> **SOURCE RECORDS**
[Start of section]

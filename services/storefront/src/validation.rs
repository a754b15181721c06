//! Input validation utilities

use regex::Regex;
use std::sync::OnceLock;

/// Minimum password length accepted at login and registration
pub const MIN_PASSWORD_LENGTH: usize = 6;

/// Minimum display name length accepted at registration
pub const MIN_NAME_LENGTH: usize = 2;

/// Trim a submitted form field, treating a missing field as empty
pub fn sanitize(input: Option<&str>) -> String {
    input.map(str::trim).unwrap_or_default().to_string()
}

/// Validate email
pub fn validate_email(email: &str) -> Result<(), String> {
    static EMAIL_REGEX: OnceLock<Regex> = OnceLock::new();
    let regex = EMAIL_REGEX.get_or_init(|| {
        Regex::new(r"^[^\s@]+@[^\s@]+\.[^\s@]+$").expect("Failed to compile email regex")
    });

    if !regex.is_match(email) {
        return Err("Invalid email format.".to_string());
    }

    Ok(())
}

/// Validate the password length rule shared by login and registration
pub fn validate_password_length(password: &str) -> Result<(), String> {
    if password.chars().count() < MIN_PASSWORD_LENGTH {
        return Err(format!("Password must be at least {MIN_PASSWORD_LENGTH} characters."));
    }

    Ok(())
}

/// Validate the registration password mix: one lowercase, one uppercase, one digit
pub fn validate_password_strength(password: &str) -> Result<(), String> {
    let mut has_upper = false;
    let mut has_lower = false;
    let mut has_digit = false;

    for c in password.chars() {
        if c.is_ascii_uppercase() {
            has_upper = true;
        } else if c.is_ascii_lowercase() {
            has_lower = true;
        } else if c.is_ascii_digit() {
            has_digit = true;
        }
    }

    if !(has_upper && has_lower && has_digit) {
        return Err(
            "Password must contain an uppercase letter, a lowercase letter, and a digit."
                .to_string(),
        );
    }

    Ok(())
}

/// Validate display name
pub fn validate_name(name: &str) -> Result<(), String> {
    if name.chars().count() < MIN_NAME_LENGTH {
        return Err(format!("Name must be at least {MIN_NAME_LENGTH} characters."));
    }

    Ok(())
}

/// Strip whitespace and hyphens from a phone number
pub fn normalize_phone_number(phone_number: &str) -> String {
    phone_number
        .chars()
        .filter(|c| !c.is_whitespace() && *c != '-')
        .collect()
}

/// Validate an Indonesian mobile number (`+62`, `62` or `0` prefix, then 9-13 digits)
pub fn validate_phone_number(phone_number: &str) -> Result<(), String> {
    static PHONE_REGEX: OnceLock<Regex> = OnceLock::new();
    let regex = PHONE_REGEX.get_or_init(|| {
        Regex::new(r"^(\+62|62|0)[0-9]{9,13}$").expect("Failed to compile phone regex")
    });

    if !regex.is_match(&normalize_phone_number(phone_number)) {
        return Err(
            "Invalid phone number format. Use an Indonesian number (08xxxxxxxxxx).".to_string(),
        );
    }

    Ok(())
}
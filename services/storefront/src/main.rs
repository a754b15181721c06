use anyhow::Result;
use tracing::info;
use tracing_subscriber::{EnvFilter, FmtSubscriber};

mod actions;
mod error;
mod middleware;
mod models;
mod routes;
mod session;
mod state;
mod validation;

use common::settings::StorefrontConfig;

pub use crate::state::AppState;

#[tokio::main]
async fn main() -> Result<()> {
    // Initialize logging
    let subscriber = FmtSubscriber::builder()
        .with_env_filter(
            EnvFilter::try_from_default_env().unwrap_or_else(|_| EnvFilter::new("info")),
        )
        .finish();

    tracing::subscriber::set_global_default(subscriber).expect("setting default subscriber failed");

    info!("Starting storefront service");

    // Missing API key aborts startup
    let config = StorefrontConfig::from_env()?;
    config.log_summary();

    let app_state = AppState::new(&config)?;

    // Start the web server
    let app = routes::create_router(app_state);

    let listener = tokio::net::TcpListener::bind(&config.listen_addr).await?;
    info!("Storefront service listening on {}", config.listen_addr);

    axum::serve(listener, app).await?;

    Ok(())
}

[End of section]

> **PROBLEM TO WORK ON**
Please copy, exactly as written, every line in the listing above from the line with "let mut has_upper = false;" up to and including the line with "pub fn validate_name(name: &str)".

> **WRITTEN REPLY**
    let mut has_upper = false;
    let mut has_lower = false;
    let mut has_digit = false;

    for c in password.chars() {
        if c.is_ascii_uppercase() {
            has_upper = true;
        } else if c.is_ascii_lowercase() {
            has_lower = true;
        } else if c.is_ascii_digit() {
            has_digit = true;
        }
    }

    if !(has_upper && has_lower && has_digit) {
        return Err(
            "Password must contain an uppercase letter, a lowercase letter, and a digit."
                .to_string(),
        );
    }

    Ok(())
}

/// Validate display name
pub fn validate_name(name: &str) -> Result<(), String> {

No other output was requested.